WHAT TO WORK ON — Below are the records; count how many of their lines carry "PartialEq" and give only the number.

Collected data entries
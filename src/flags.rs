//! Per-element flag words.
//!
//! [`HeaderFlags`] are durable element state that travels with a copy.
//! [`OpFlags`] are scratch bits owned by exactly one operator each; the owner
//! clears its bits on entry and on exit, no other operator reads them.
use bitflags::bitflags;

use crate::elements::{ElemBuffer, ElemId, ElemTypes};
use crate::Mesh;

bitflags! {
    #[derive(Debug, Clone, Copy, PartialEq, Eq, Hash, Default)]
    pub struct HeaderFlags: u8 {
        const SELECT = 1 << 0;
        const HIDDEN = 1 << 1;
        const SMOOTH = 1 << 2;
    }
}

bitflags! {
    #[derive(Debug, Clone, Copy, PartialEq, Eq, Hash, Default)]
    pub struct OpFlags: u16 {
        /// Element duplicator: element requested for duplication.
        const DUPE_INPUT = 1 << 0;
        /// Element duplicator: element created by the current pass.
        const DUPE_NEW = 1 << 1;
        /// Element duplicator: source element already copied in the current pass.
        const DUPE_DONE = 1 << 2;
        /// Split: original geometry removed once the copy exists.
        const SPLIT_INPUT = 1 << 3;
        /// Delete: geometry handed to the contextual delete.
        const DEL_INPUT = 1 << 4;
        /// Region extrusion: faces of the extruded region.
        const EXT_INPUT = 1 << 5;

        const DUPE_ALL = Self::DUPE_INPUT.bits() | Self::DUPE_NEW.bits() | Self::DUPE_DONE.bits();
    }
}

impl Mesh {
    pub fn header(&self, elem: ElemId) -> HeaderFlags {
        match elem {
            ElemId::Vert(id) => self.verts_meta[id.to_index()].header,
            ElemId::Edge(id) => self.edges_meta[id.to_index()].header,
            ElemId::Face(id) => self.faces_meta[id.to_index()].header,
            ElemId::Loop(_) => HeaderFlags::empty(),
        }
    }

    pub fn set_header(&mut self, elem: ElemId, header: HeaderFlags) {
        match elem {
            ElemId::Vert(id) => self.verts_meta[id.to_index()].header = header,
            ElemId::Edge(id) => self.edges_meta[id.to_index()].header = header,
            ElemId::Face(id) => self.faces_meta[id.to_index()].header = header,
            ElemId::Loop(_) => {}
        }
    }

    fn oflags_mut(&mut self, elem: ElemId) -> Option<&mut OpFlags> {
        match elem {
            ElemId::Vert(id) => Some(&mut self.verts_meta[id.to_index()].oflags),
            ElemId::Edge(id) => Some(&mut self.edges_meta[id.to_index()].oflags),
            ElemId::Face(id) => Some(&mut self.faces_meta[id.to_index()].oflags),
            ElemId::Loop(_) => None,
        }
    }

    pub fn oflag_test(&self, elem: impl Into<ElemId>, flag: OpFlags) -> bool {
        match elem.into() {
            ElemId::Vert(id) => self.verts_meta[id.to_index()].oflags.intersects(flag),
            ElemId::Edge(id) => self.edges_meta[id.to_index()].oflags.intersects(flag),
            ElemId::Face(id) => self.faces_meta[id.to_index()].oflags.intersects(flag),
            ElemId::Loop(_) => false,
        }
    }

    pub fn oflag_enable(&mut self, elem: impl Into<ElemId>, flag: OpFlags) {
        if let Some(oflags) = self.oflags_mut(elem.into()) {
            oflags.insert(flag);
        }
    }

    /// Clear `flag` on every element, active or not.
    pub fn clear_oflags(&mut self, flag: OpFlags) {
        self.verts_meta.iter_mut().for_each(|v| v.oflags.remove(flag));
        self.edges_meta.iter_mut().for_each(|e| e.oflags.remove(flag));
        self.faces_meta.iter_mut().for_each(|f| f.oflags.remove(flag));
    }

    /// Enable `flag` on every element of `buffer` whose kind is in `types`.
    pub fn buffer_oflag_enable(&mut self, buffer: &ElemBuffer, types: ElemTypes, flag: OpFlags) {
        for elem in buffer.iter().filter(|e| types.allows(**e)) {
            self.oflag_enable(*elem, flag);
        }
    }

    /// Collect every active element of a kind in `types` that carries `flag`,
    /// vertices first, then edges, then faces.
    pub fn buffer_from_oflag(&self, types: ElemTypes, flag: OpFlags) -> ElemBuffer {
        let mut buffer = ElemBuffer::new();
        if types.contains(ElemTypes::VERT) {
            buffer.extend(
                self.verts_meta
                    .iter()
                    .filter(|v| v.is_active && v.oflags.intersects(flag))
                    .map(|v| ElemId::Vert(v.id)),
            );
        }
        if types.contains(ElemTypes::EDGE) {
            buffer.extend(
                self.edges_meta
                    .iter()
                    .filter(|e| e.is_active && e.oflags.intersects(flag))
                    .map(|e| ElemId::Edge(e.id)),
            );
        }
        if types.contains(ElemTypes::FACE) {
            buffer.extend(
                self.faces_meta
                    .iter()
                    .filter(|f| f.is_active && f.oflags.intersects(flag))
                    .map(|f| ElemId::Face(f.id)),
            );
        }
        buffer
    }
}
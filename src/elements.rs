//! Mixed element references and buffers.
use bitflags::bitflags;

use crate::{EdgeId, FaceId, LoopId, VertId};

/// Reference to any element of a mesh, tagged by kind.
#[derive(Debug, Clone, Copy, PartialEq, Eq, PartialOrd, Ord, Hash)]
pub enum ElemId {
    Vert(VertId),
    Edge(EdgeId),
    Loop(LoopId),
    Face(FaceId),
}

impl ElemId {
    pub fn elem_type(&self) -> ElemTypes {
        match self {
            ElemId::Vert(_) => ElemTypes::VERT,
            ElemId::Edge(_) => ElemTypes::EDGE,
            ElemId::Loop(_) => ElemTypes::LOOP,
            ElemId::Face(_) => ElemTypes::FACE,
        }
    }

    pub fn as_vert(&self) -> Option<VertId> {
        match self {
            ElemId::Vert(id) => Some(*id),
            _ => None,
        }
    }

    pub fn as_edge(&self) -> Option<EdgeId> {
        match self {
            ElemId::Edge(id) => Some(*id),
            _ => None,
        }
    }

    pub fn as_face(&self) -> Option<FaceId> {
        match self {
            ElemId::Face(id) => Some(*id),
            _ => None,
        }
    }
}

impl From<VertId> for ElemId {
    fn from(id: VertId) -> Self {
        ElemId::Vert(id)
    }
}

impl From<EdgeId> for ElemId {
    fn from(id: EdgeId) -> Self {
        ElemId::Edge(id)
    }
}

impl From<LoopId> for ElemId {
    fn from(id: LoopId) -> Self {
        ElemId::Loop(id)
    }
}

impl From<FaceId> for ElemId {
    fn from(id: FaceId) -> Self {
        ElemId::Face(id)
    }
}

bitflags! {
    /// Bitmask of element kinds.
    #[derive(Debug, Clone, Copy, PartialEq, Eq, Hash)]
    pub struct ElemTypes: u8 {
        const VERT = 1 << 0;
        const EDGE = 1 << 1;
        const LOOP = 1 << 2;
        const FACE = 1 << 3;
        const ALL_NOLOOP = Self::VERT.bits() | Self::EDGE.bits() | Self::FACE.bits();
    }
}

impl ElemTypes {
    pub fn allows(&self, elem: ElemId) -> bool {
        self.contains(elem.elem_type())
    }
}

/// Ordered buffer of element references of mixed kinds.
#[derive(Debug, Clone, Default, PartialEq, Eq)]
pub struct ElemBuffer {
    elems: Vec<ElemId>,
}

impl ElemBuffer {
    pub fn new() -> Self {
        Self::default()
    }

    pub fn push(&mut self, elem: impl Into<ElemId>) {
        self.elems.push(elem.into());
    }

    pub fn len(&self) -> usize {
        self.elems.len()
    }

    pub fn is_empty(&self) -> bool {
        self.elems.is_empty()
    }

    pub fn iter(&self) -> impl Iterator<Item = &ElemId> {
        self.elems.iter()
    }

    pub fn as_slice(&self) -> &[ElemId] {
        &self.elems
    }

    pub fn contains(&self, elem: impl Into<ElemId>) -> bool {
        let elem = elem.into();
        self.elems.contains(&elem)
    }

    pub fn verts(&self) -> impl Iterator<Item = VertId> + '_ {
        self.elems.iter().filter_map(|e| e.as_vert())
    }

    pub fn edges(&self) -> impl Iterator<Item = EdgeId> + '_ {
        self.elems.iter().filter_map(|e| e.as_edge())
    }

    pub fn faces(&self) -> impl Iterator<Item = FaceId> + '_ {
        self.elems.iter().filter_map(|e| e.as_face())
    }

    /// Number of entries whose kind is in `types`.
    pub fn count(&self, types: ElemTypes) -> usize {
        self.elems.iter().filter(|e| types.allows(**e)).count()
    }

    pub fn retain<F: FnMut(&ElemId) -> bool>(&mut self, f: F) {
        self.elems.retain(f)
    }
}

impl<E: Into<ElemId>> Extend<E> for ElemBuffer {
    fn extend<I: IntoIterator<Item = E>>(&mut self, iter: I) {
        self.elems.extend(iter.into_iter().map(Into::into));
    }
}

impl<E: Into<ElemId>> FromIterator<E> for ElemBuffer {
    fn from_iter<I: IntoIterator<Item = E>>(iter: I) -> Self {
        Self {
            elems: iter.into_iter().map(Into::into).collect(),
        }
    }
}

#[cfg(test)]
mod tests {
    use super::*;

    #[test]
    fn test_buffer_filters_by_kind() {
        let buffer: ElemBuffer = [
            ElemId::Vert(VertId(0)),
            ElemId::Edge(EdgeId(3)),
            ElemId::Face(FaceId(1)),
            ElemId::Vert(VertId(2)),
        ]
        .into_iter()
        .collect();

        assert_eq!(buffer.verts().collect::<Vec<_>>(), vec![VertId(0), VertId(2)]);
        assert_eq!(buffer.edges().collect::<Vec<_>>(), vec![EdgeId(3)]);
        assert_eq!(buffer.count(ElemTypes::VERT.union(ElemTypes::FACE)), 3);
        assert!(buffer.contains(FaceId(1)));
        assert!(!ElemTypes::ALL_NOLOOP.allows(ElemId::Loop(LoopId(0))));
    }
}
use nalgebra::{Matrix4, Point3};

use crate::elements::{ElemBuffer, ElemTypes};
use crate::error::MeshError;
use crate::operators::{OpDefine, OpTypeFlags, Operator, SlotDef, SlotType};
use crate::Mesh;

pub static ROTATE_DEF: OpDefine = OpDefine {
    name: "rotate",
    slots_in: &[
        SlotDef::new("cent", SlotType::Vec3),
        SlotDef::new("matrix", SlotType::Mat3),
        SlotDef::new("verts", SlotType::Buffer(ElemTypes::ALL_NOLOOP)),
        SlotDef::new("space", SlotType::Mat4),
    ],
    slots_out: &[],
    exec: rotate_exec,
    type_flag: OpTypeFlags::NORMALS_CALC,
};

pub static TRANSLATE_DEF: OpDefine = OpDefine {
    name: "translate",
    slots_in: &[
        SlotDef::new("vec", SlotType::Vec3),
        SlotDef::new("verts", SlotType::Buffer(ElemTypes::ALL_NOLOOP)),
        SlotDef::new("space", SlotType::Mat4),
    ],
    slots_out: &[],
    exec: translate_exec,
    type_flag: OpTypeFlags::NORMALS_CALC,
};

/// Apply `matrix`, expressed in the frame `space` maps mesh coordinates into,
/// to every vertex of `verts`. Other element kinds in the buffer are ignored.
pub fn transform_verts(
    mesh: &mut Mesh,
    verts: &ElemBuffer,
    matrix: &Matrix4<f64>,
    space: &Matrix4<f64>,
) -> Result<(), MeshError> {
    let inverse = space.try_inverse().ok_or_else(|| MeshError::SingularMatrix {
        slot: "space".to_string(),
    })?;
    let full = inverse * matrix * space;

    for v in verts.verts() {
        let co = full.transform_point(&Point3::from(mesh.vert_co(v)));
        mesh.set_vert_co(v, co.coords);
    }
    Ok(())
}

fn rotate_exec(op: &mut Operator, mesh: &mut Mesh, _dest: Option<&mut Mesh>) -> Result<(), MeshError> {
    let center = op.slots_in.vec3("cent")?;
    let rotation = op.slots_in.mat3("matrix")?.to_homogeneous();
    let space = op.slots_in.mat4("space")?;

    let pivoted = Matrix4::new_translation(&center) * rotation * Matrix4::new_translation(&-center);
    transform_verts(mesh, op.slots_in.buffer_ref("verts")?, &pivoted, &space)
}

fn translate_exec(op: &mut Operator, mesh: &mut Mesh, _dest: Option<&mut Mesh>) -> Result<(), MeshError> {
    let offset = op.slots_in.vec3("vec")?;
    let space = op.slots_in.mat4("space")?;

    transform_verts(
        mesh,
        op.slots_in.buffer_ref("verts")?,
        &Matrix4::new_translation(&offset),
        &space,
    )
}
//! Topology-preserving creation and rewiring primitives. Every public function
//! in this module leaves the mesh valid.
use std::collections::BTreeSet;

use crate::elements::ElemId;
use crate::helpers::{disable_vert_meta, disk_append, disk_remove, radial_append, radial_remove};
use crate::{
    EdgeId, EdgeMetaData, FaceId, FaceMetaData, LoopId, LoopMetaData, Mesh, StarCycleNode, Vec3,
    VertId, VertMetaData,
};

impl Mesh {
    /// Create a loose vertex. `example` must belong to this mesh, its header
    /// flags, normal and attributes are copied onto the new vertex.
    pub fn add_vert(&mut self, co: Vec3, example: Option<VertId>) -> VertId {
        let id = VertId(self.verts_meta.len());
        self.verts_meta.push(VertMetaData {
            id,
            is_active: true,
            edge_id: EdgeId::new_absent(),
            co,
            no: Vec3::zeros(),
            header: Default::default(),
            oflags: Default::default(),
        });
        self.vert_data.push_default();

        if let Some(example) = example {
            let source = &self.verts_meta[example.to_index()];
            let (header, no) = (source.header, source.no);
            let vert = &mut self.verts_meta[id.to_index()];
            vert.header = header;
            vert.no = no;
            self.vert_data.copy_element(example.to_index(), id.to_index());
        }

        id
    }

    /// Create an edge between two distinct vertices. Does not check for an
    /// existing edge, see [`Mesh::find_edge`].
    pub fn add_edge(&mut self, v1: VertId, v2: VertId, example: Option<EdgeId>) -> EdgeId {
        debug_assert!(v1 != v2);
        let id = EdgeId(self.edges_meta.len());
        self.edges_meta.push(EdgeMetaData {
            id,
            is_active: true,
            vert_ids: [v1, v2],
            loop_id: LoopId::new_absent(),
            v1_cycle: StarCycleNode::default(),
            v2_cycle: StarCycleNode::default(),
            header: Default::default(),
            oflags: Default::default(),
        });
        self.edge_data.push_default();

        disk_append(id, v1, self);
        disk_append(id, v2, self);

        if let Some(example) = example {
            self.edges_meta[id.to_index()].header = self.edges_meta[example.to_index()].header;
            self.edge_data.copy_element(example.to_index(), id.to_index());
        }

        id
    }

    /// Create a face whose corners are `verts`, in winding order. `edges[i]`
    /// must connect `verts[i]` and `verts[i + 1]` (cyclically).
    pub fn add_face(&mut self, verts: &[VertId], edges: &[EdgeId], example: Option<FaceId>) -> FaceId {
        debug_assert!(verts.len() >= 3 && verts.len() == edges.len());
        let id = FaceId(self.faces_meta.len());
        let first_loop = LoopId(self.loops_meta.len());
        let len = verts.len();

        for (i, vert_id) in verts.iter().enumerate() {
            debug_assert!({
                let [a, b] = self.edges_meta[edges[i].to_index()].vert_ids;
                let c = verts[(i + 1) % len];
                (a == *vert_id && b == c) || (a == c && b == *vert_id)
            });

            let loop_id = LoopId(first_loop.0 + i);
            self.loops_meta.push(LoopMetaData {
                id: loop_id,
                is_active: true,
                vert_id: *vert_id,
                edge_id: EdgeId::new_absent(),
                face_id: id,
                radial_next_id: LoopId::new_absent(),
                radial_prev_id: LoopId::new_absent(),
                next_id: LoopId(first_loop.0 + (i + 1) % len),
                prev_id: LoopId(first_loop.0 + (i + len - 1) % len),
            });
            self.loop_data.push_default();
            radial_append(edges[i], loop_id, self);
        }

        self.faces_meta.push(FaceMetaData {
            id,
            is_active: true,
            loop_id: first_loop,
            len,
            no: Vec3::zeros(),
            header: Default::default(),
            oflags: Default::default(),
        });
        self.face_data.push_default();
        self.faces_meta[id.to_index()].no = self.face_handle(id).compute_normal();

        if let Some(example) = example {
            self.faces_meta[id.to_index()].header = self.faces_meta[example.to_index()].header;
            self.face_data.copy_element(example.to_index(), id.to_index());
        }

        id
    }

    /// Create a face from its corners, reusing existing edges where possible.
    pub fn add_face_verts(&mut self, verts: &[VertId], example: Option<FaceId>) -> FaceId {
        let mut edges = Vec::with_capacity(verts.len());
        for i in 0..verts.len() {
            let (a, b) = (verts[i], verts[(i + 1) % verts.len()]);
            let edge = match self.find_edge(a, b) {
                Some(edge) => edge,
                None => self.add_edge(a, b, None),
            };
            edges.push(edge);
        }

        self.add_face(verts, &edges, example)
    }

    /// Any edge joining `a` and `b`.
    pub fn find_edge(&self, a: VertId, b: VertId) -> Option<EdgeId> {
        self.vert_handle(a)
            .star_edges()
            .find(|e| e.connects(a, b))
            .map(|e| e.id())
    }

    /// Another edge joining the same two vertices as `edge_id`.
    pub fn find_double_edge(&self, edge_id: EdgeId) -> Option<EdgeId> {
        let edge = self.edge_handle(edge_id);
        let [a, b] = edge.vertex_ids();
        self.vert_handle(a)
            .star_edges()
            .find(|e| e.id() != edge_id && e.connects(a, b))
            .map(|e| e.id())
    }

    /// Another face spanning exactly the same vertices as `face_id`.
    pub fn find_double_face(&self, face_id: FaceId) -> Option<FaceId> {
        let face = self.face_handle(face_id);
        let verts: BTreeSet<_> = face.vertex_ids().collect();
        let first = face.loop_().vert();

        first.incident_faces().find(|f| {
            *f != face_id && {
                let other = self.face_handle(*f);
                other.len() == face.len() && other.vertex_ids().collect::<BTreeSet<_>>() == verts
            }
        })
    }

    /// Merge `merge` into `keep`: every edge and loop using `merge` is moved
    /// onto `keep`, then `merge` is removed. The two must not share an edge.
    pub fn splice_vert(&mut self, keep: VertId, merge: VertId) {
        debug_assert!(keep != merge);
        debug_assert!(self.find_edge(keep, merge).is_none());

        let loops: Vec<LoopId> = self.vert_handle(merge).incident_loops().map(|l| l.id()).collect();
        for loop_id in loops {
            self.loops_meta[loop_id.to_index()].vert_id = keep;
        }

        let edges: Vec<EdgeId> = self.vert_handle(merge).star_edges().map(|e| e.id()).collect();
        for edge_id in edges {
            disk_remove(edge_id, merge, self);
            *self.edges_meta[edge_id.to_index()].at(merge) = keep;
            disk_append(edge_id, keep, self);
        }

        disable_vert_meta(merge, self);
        self.select_history.retain(|e| *e != ElemId::Vert(merge));
    }

    /// Merge `merge` into `keep`, both joining the same vertices: the faces of
    /// `merge` move into the radial cycle of `keep`, then `merge` is removed.
    pub fn splice_edge(&mut self, keep: EdgeId, merge: EdgeId) {
        debug_assert!({
            let [a, b] = self.edges_meta[keep.to_index()].vert_ids;
            self.edge_handle(merge).connects(a, b)
        });

        let loops: Vec<LoopId> = self.edge_handle(merge).radial_loops().map(|l| l.id()).collect();
        for loop_id in loops {
            radial_remove(loop_id, self);
            radial_append(keep, loop_id, self);
        }

        self.kill_edge(merge);
    }

    /// Swap the endpoints of an edge, flipping its direction.
    pub fn edge_verts_swap(&mut self, edge_id: EdgeId) {
        let edge = &mut self.edges_meta[edge_id.to_index()];
        edge.vert_ids.swap(0, 1);
        std::mem::swap(&mut edge.v1_cycle, &mut edge.v2_cycle);
    }

    /// Reverse the winding of a face. Each corner keeps its vertex and its
    /// attributes, the normal is negated.
    pub fn reverse_face(&mut self, face_id: FaceId) {
        let loops: Vec<LoopId> = self.face_handle(face_id).loops().map(|l| l.id()).collect();
        let old_edges: Vec<EdgeId> = loops
            .iter()
            .map(|l| self.loops_meta[l.to_index()].edge_id)
            .collect();

        for loop_id in &loops {
            radial_remove(*loop_id, self);
        }

        let len = loops.len();
        for (i, loop_id) in loops.iter().enumerate() {
            let l = &mut self.loops_meta[loop_id.to_index()];
            std::mem::swap(&mut l.next_id, &mut l.prev_id);
            // Reversed, the corner now runs along what used to be the edge
            // arriving at it.
            radial_append(old_edges[(i + len - 1) % len], *loop_id, self);
        }

        let face = &mut self.faces_meta[face_id.to_index()];
        face.no = -face.no;
    }
}
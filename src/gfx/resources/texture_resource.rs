//! Texture resource management for wgpu
//!
//! Provides utilities for creating GPU textures, views, and samplers for the
//! depth buffer and for the images shapes are textured with.

use crate::wgpu_utils::{BindGroupBuilder, BindGroupLayoutBuilder, BindGroupLayoutWithDesc};

use super::texture_loader::TextureImage;

/// Depth attachment sized to the surface. Only ever rendered into, so it has
/// no sampler.
pub struct DepthBuffer {
    pub texture: wgpu::Texture,
    pub view: wgpu::TextureView,
}

impl DepthBuffer {
    pub fn new(device: &wgpu::Device, config: &wgpu::SurfaceConfiguration, label: &str) -> Self {
        let texture = device.create_texture(&depth_texture_descriptor(config, label));
        let view = texture.create_view(&wgpu::TextureViewDescriptor::default());
        Self { texture, view }
    }

    pub fn size(&self) -> (u32, u32) {
        let size = self.texture.size();
        (size.width, size.height)
    }
}

fn depth_texture_descriptor<'a>(
    config: &wgpu::SurfaceConfiguration,
    label: &'a str,
) -> wgpu::TextureDescriptor<'a> {
    wgpu::TextureDescriptor {
        label: Some(label),
        size: wgpu::Extent3d {
            width: config.width.max(1),
            height: config.height.max(1),
            depth_or_array_layers: 1,
        },
        mip_level_count: 1,
        sample_count: 1,
        dimension: wgpu::TextureDimension::D2,
        format: TextureResource::DEPTH_FORMAT,
        usage: wgpu::TextureUsages::RENDER_ATTACHMENT,
        view_formats: &[],
    }
}

/// GPU texture resource containing texture, view, and sampler
#[derive(Clone)]
pub struct TextureResource {
    pub texture: wgpu::Texture,
    pub view: wgpu::TextureView,
    pub sampler: wgpu::Sampler,
}

impl TextureResource {
    /// Standard depth buffer format used throughout the engine
    pub const DEPTH_FORMAT: wgpu::TextureFormat = wgpu::TextureFormat::Depth32Float;

    /// Color textures are sampled without sRGB decoding, matching how the
    /// pixels are stored on disk.
    pub const COLOR_FORMAT: wgpu::TextureFormat = wgpu::TextureFormat::Rgba8Unorm;

    /// Uploads a decoded image as a repeating, linearly filtered texture.
    ///
    /// RGB images are expanded to RGBA on the way up.
    pub fn create_from_image(
        device: &wgpu::Device,
        queue: &wgpu::Queue,
        image: &TextureImage,
        label: &str,
    ) -> Self {
        let size = wgpu::Extent3d {
            width: image.width,
            height: image.height,
            depth_or_array_layers: 1,
        };

        let texture = device.create_texture(&wgpu::TextureDescriptor {
            label: Some(label),
            size,
            mip_level_count: 1,
            sample_count: 1,
            dimension: wgpu::TextureDimension::D2,
            format: Self::COLOR_FORMAT,
            usage: wgpu::TextureUsages::TEXTURE_BINDING | wgpu::TextureUsages::COPY_DST,
            view_formats: &[],
        });

        queue.write_texture(
            wgpu::TexelCopyTextureInfo {
                texture: &texture,
                mip_level: 0,
                origin: wgpu::Origin3d::ZERO,
                aspect: wgpu::TextureAspect::All,
            },
            &image.to_rgba8(),
            wgpu::TexelCopyBufferLayout {
                offset: 0,
                bytes_per_row: Some(4 * image.width),
                rows_per_image: Some(image.height),
            },
            size,
        );

        let view = texture.create_view(&wgpu::TextureViewDescriptor::default());

        let sampler = device.create_sampler(&wgpu::SamplerDescriptor {
            label: Some(&format!("{} Sampler", label)),
            address_mode_u: wgpu::AddressMode::Repeat,
            address_mode_v: wgpu::AddressMode::Repeat,
            address_mode_w: wgpu::AddressMode::Repeat,
            mag_filter: wgpu::FilterMode::Linear,
            min_filter: wgpu::FilterMode::Linear,
            mipmap_filter: wgpu::FilterMode::Nearest,
            ..Default::default()
        });

        Self {
            texture,
            view,
            sampler,
        }
    }

    /// 1x1 white texture bound for untextured shapes, so they shade with their
    /// flat object color.
    pub fn create_white(device: &wgpu::Device, queue: &wgpu::Queue) -> Self {
        let white = TextureImage {
            width: 1,
            height: 1,
            channels: 4,
            pixels: vec![255; 4],
        };
        Self::create_from_image(device, queue, &white, "White Fallback Texture")
    }

    /// Bind group for the texture slot (group 2) of both pipelines.
    pub fn create_bind_group(
        &self,
        device: &wgpu::Device,
        layout: &BindGroupLayoutWithDesc,
        label: &str,
    ) -> wgpu::BindGroup {
        BindGroupBuilder::new(layout)
            .texture(&self.view)
            .sampler(&self.sampler)
            .create(device, label)
    }
}

/// Layout of the texture slot: a filterable 2D texture and its sampler.
pub fn texture_bind_group_layout(device: &wgpu::Device) -> BindGroupLayoutWithDesc {
    BindGroupLayoutBuilder::new()
        .texture_2d()
        .filtering_sampler()
        .create(device, "Texture Bind Group Layout")
}

#[cfg(test)]
mod tests {
    use super::*;

    fn surface_config(width: u32, height: u32) -> wgpu::SurfaceConfiguration {
        wgpu::SurfaceConfiguration {
            usage: wgpu::TextureUsages::RENDER_ATTACHMENT,
            format: wgpu::TextureFormat::Bgra8Unorm,
            width,
            height,
            present_mode: wgpu::PresentMode::AutoVsync,
            alpha_mode: wgpu::CompositeAlphaMode::Auto,
            view_formats: vec![],
            desired_maximum_frame_latency: 2,
        }
    }

    #[test]
    fn depth_buffer_is_a_plain_render_attachment() {
        let desc = depth_texture_descriptor(&surface_config(1920, 1080), "Depth Buffer");
        assert_eq!(desc.format, TextureResource::DEPTH_FORMAT);
        assert_eq!(desc.usage, wgpu::TextureUsages::RENDER_ATTACHMENT);
        assert!(!desc.usage.contains(wgpu::TextureUsages::TEXTURE_BINDING));
        assert_eq!((desc.size.width, desc.size.height), (1920, 1080));
        assert_eq!(desc.mip_level_count, 1);
    }

    #[test]
    fn depth_buffer_never_zero_sized() {
        let desc = depth_texture_descriptor(&surface_config(0, 0), "Depth Buffer");
        assert_eq!((desc.size.width, desc.size.height), (1, 1));
    }
}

OUTPUT FOR THIS TASK — 5